Une exposition collective au Palais de la Culture Moufdi-Zakaria : Une centaine d’œuvres pour raconter Ghaza
Le Palais de la Culture Moufdi-Zakaria d’Alger accueille jusqu’au 15 août une exposition collective d’envergure qui transforme la douleur en couleurs et la tragédie en création artistique. « De sous les décombres, Ghaza en couleurs » rassemble plus de cent œuvres signées par trente-six artistes plasticiens algériens, témoignage vibrant d’une solidarité qui transcende les frontières géographiques pour toucher au cœur de l’humanité. Inaugurée jeudi dernier par le ministre de la Culture et des Arts, Zouhir Ballalou, cette exposition transforme la galerie Baya en un espace de recueillement et de résistance créative, où chaque toile devient un cri silencieux face à l’indicible. L’initiative, fruit d’une année de préparation selon l’artiste Samir Galbi, illustre avec une force saisissante comment l’art peut devenir le langage universel de la compassion et de l’indignation. Les créateurs, venus des quatre coins du pays, ont puisé dans leur palette émotionnelle pour traduire visuellement ce que les mots peinent à exprimer. Le ministre Ballalou a souligné que « ces œuvres expriment avec spontanéité et sincérité l’importance et la place qu’occupe la cause palestinienne dans le cœur des Algériens ainsi que la position claire et immuable de l’Algérie en soutien à la cause palestinienne ». Cette exposition constitue ainsi bien plus qu’un simple événement culturel ; elle devient le miroir d’une conscience collective algérienne profondément marquée par la solidarité historique avec les peuples en lutte.

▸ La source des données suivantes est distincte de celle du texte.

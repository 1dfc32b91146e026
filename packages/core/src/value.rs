//! The Value type - the primitive tree produced by flattening.
//!
//! Every record, typed collection and converted custom value ends up as one
//! of these variants. Document stores and wire codecs only ever see `Value`.

use std::collections::BTreeMap;
use std::fmt;

/// A tree of primitive values.
///
/// This is the flattened representation of schema instances. It maps
/// directly to JSON, BSON, etc., but is encoding-agnostic.
///
/// # Design Notes
///
/// - Uses `BTreeMap` for deterministic key ordering, so repeated flattening
///   of the same record yields structurally identical trees
/// - Uses `i64` for integers and `f64` for floats
/// - Has no binary variant: backends that need bytes encode them as strings
#[derive(Clone, Debug, Default, PartialEq)]
pub enum Value {
    /// Absence of a value, also used for unset record fields.
    #[default]
    Null,
    /// Boolean value.
    Bool(bool),
    /// Signed 64-bit integer.
    Integer(i64),
    /// 64-bit floating point.
    Float(f64),
    /// UTF-8 string.
    String(String),
    /// Ordered sequence of values.
    Array(Vec<Value>),
    /// Key-ordered map with string keys.
    Map(BTreeMap<String, Value>),
}

impl Value {
    /// Create an empty map.
    pub fn map() -> Self {
        Value::Map(BTreeMap::new())
    }

    /// Create an empty array.
    pub fn array() -> Self {
        Value::Array(Vec::new())
    }

    /// Check if this value is null.
    pub fn is_null(&self) -> bool {
        matches!(self, Value::Null)
    }

    /// Check if this value is a map.
    pub fn is_map(&self) -> bool {
        matches!(self, Value::Map(_))
    }

    /// Check that every leaf is null, bool, a finite number or a string.
    ///
    /// Composite variants are plain by construction; the only way to build a
    /// tree no wire format can carry is a NaN or infinite float.
    pub fn is_plain(&self) -> bool {
        match self {
            Value::Float(f) => f.is_finite(),
            Value::Array(items) => items.iter().all(Value::is_plain),
            Value::Map(map) => map.values().all(Value::is_plain),
            _ => true,
        }
    }

    pub fn as_str(&self) -> Option<&str> {
        match self {
            Value::String(s) => Some(s),
            _ => None,
        }
    }

    pub fn as_i64(&self) -> Option<i64> {
        match self {
            Value::Integer(i) => Some(*i),
            _ => None,
        }
    }

    pub fn as_map(&self) -> Option<&BTreeMap<String, Value>> {
        match self {
            Value::Map(map) => Some(map),
            _ => None,
        }
    }

    pub fn as_map_mut(&mut self) -> Option<&mut BTreeMap<String, Value>> {
        match self {
            Value::Map(map) => Some(map),
            _ => None,
        }
    }

    pub fn as_array(&self) -> Option<&[Value]> {
        match self {
            Value::Array(items) => Some(items),
            _ => None,
        }
    }

    /// Look up a key when this value is a map.
    pub fn get(&self, key: &str) -> Option<&Value> {
        self.as_map()?.get(key)
    }

    /// Short name of the variant, used in error messages.
    pub fn type_name(&self) -> &'static str {
        match self {
            Value::Null => "null",
            Value::Bool(_) => "bool",
            Value::Integer(_) => "int",
            Value::Float(_) => "float",
            Value::String(_) => "str",
            Value::Array(_) => "array",
            Value::Map(_) => "map",
        }
    }
}

impl fmt::Display for Value {
    fn fmt(&self, f: &mut fmt::Formatter<'_>) -> fmt::Result {
        match self {
            Value::Null => write!(f, "null"),
            Value::Bool(b) => write!(f, "{}", b),
            Value::Integer(i) => write!(f, "{}", i),
            Value::Float(x) => write!(f, "{}", x),
            Value::String(s) => write!(f, "{:?}", s),
            Value::Array(items) => {
                write!(f, "[")?;
                for (i, item) in items.iter().enumerate() {
                    if i > 0 {
                        write!(f, ", ")?;
                    }
                    write!(f, "{}", item)?;
                }
                write!(f, "]")
            }
            Value::Map(map) => {
                write!(f, "{{")?;
                for (i, (k, v)) in map.iter().enumerate() {
                    if i > 0 {
                        write!(f, ", ")?;
                    }
                    write!(f, "{:?}: {}", k, v)?;
                }
                write!(f, "}}")
            }
        }
    }
}

// Conversion from common types

impl From<bool> for Value {
    fn from(v: bool) -> Self {
        Value::Bool(v)
    }
}

impl From<i64> for Value {
    fn from(v: i64) -> Self {
        Value::Integer(v)
    }
}

impl From<i32> for Value {
    fn from(v: i32) -> Self {
        Value::Integer(v as i64)
    }
}

impl From<f64> for Value {
    fn from(v: f64) -> Self {
        Value::Float(v)
    }
}

impl From<String> for Value {
    fn from(v: String) -> Self {
        Value::String(v)
    }
}

impl From<&str> for Value {
    fn from(v: &str) -> Self {
        Value::String(v.to_string())
    }
}

impl<T: Into<Value>> From<Vec<T>> for Value {
    fn from(v: Vec<T>) -> Self {
        Value::Array(v.into_iter().map(Into::into).collect())
    }
}

impl<K: Into<String>, V: Into<Value>> FromIterator<(K, V)> for Value {
    fn from_iter<I: IntoIterator<Item = (K, V)>>(iter: I) -> Self {
        Value::Map(iter.into_iter().map(|(k, v)| (k.into(), v.into())).collect())
    }
}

Chaque œuvre exposée raconte une histoire particulière dans cette tragédie collective. Bougara Abdelouahab présente « Le cri de l’enfance », toile poignante où un enfant palestinien terrorisé fuit un avion qui menace son corps fragile, métaphore saisissante de l’innocence broyée par la machine de guerre. Derradji Omar explore quant à lui le thème du déracinement forcé à travers « Les déplacés » et « Ma solitude », témoignages picturaux de l’exil imposé. Plus troublante encore, l’œuvre de Sahraoui Karima, « Les cris silencieux », déploie un arsenal technique varié pour représenter un missile explosant au milieu de vestiges humains, dans un paysage de désolation sanglante qui interroge frontalement le spectateur sur les limites de l’acceptable.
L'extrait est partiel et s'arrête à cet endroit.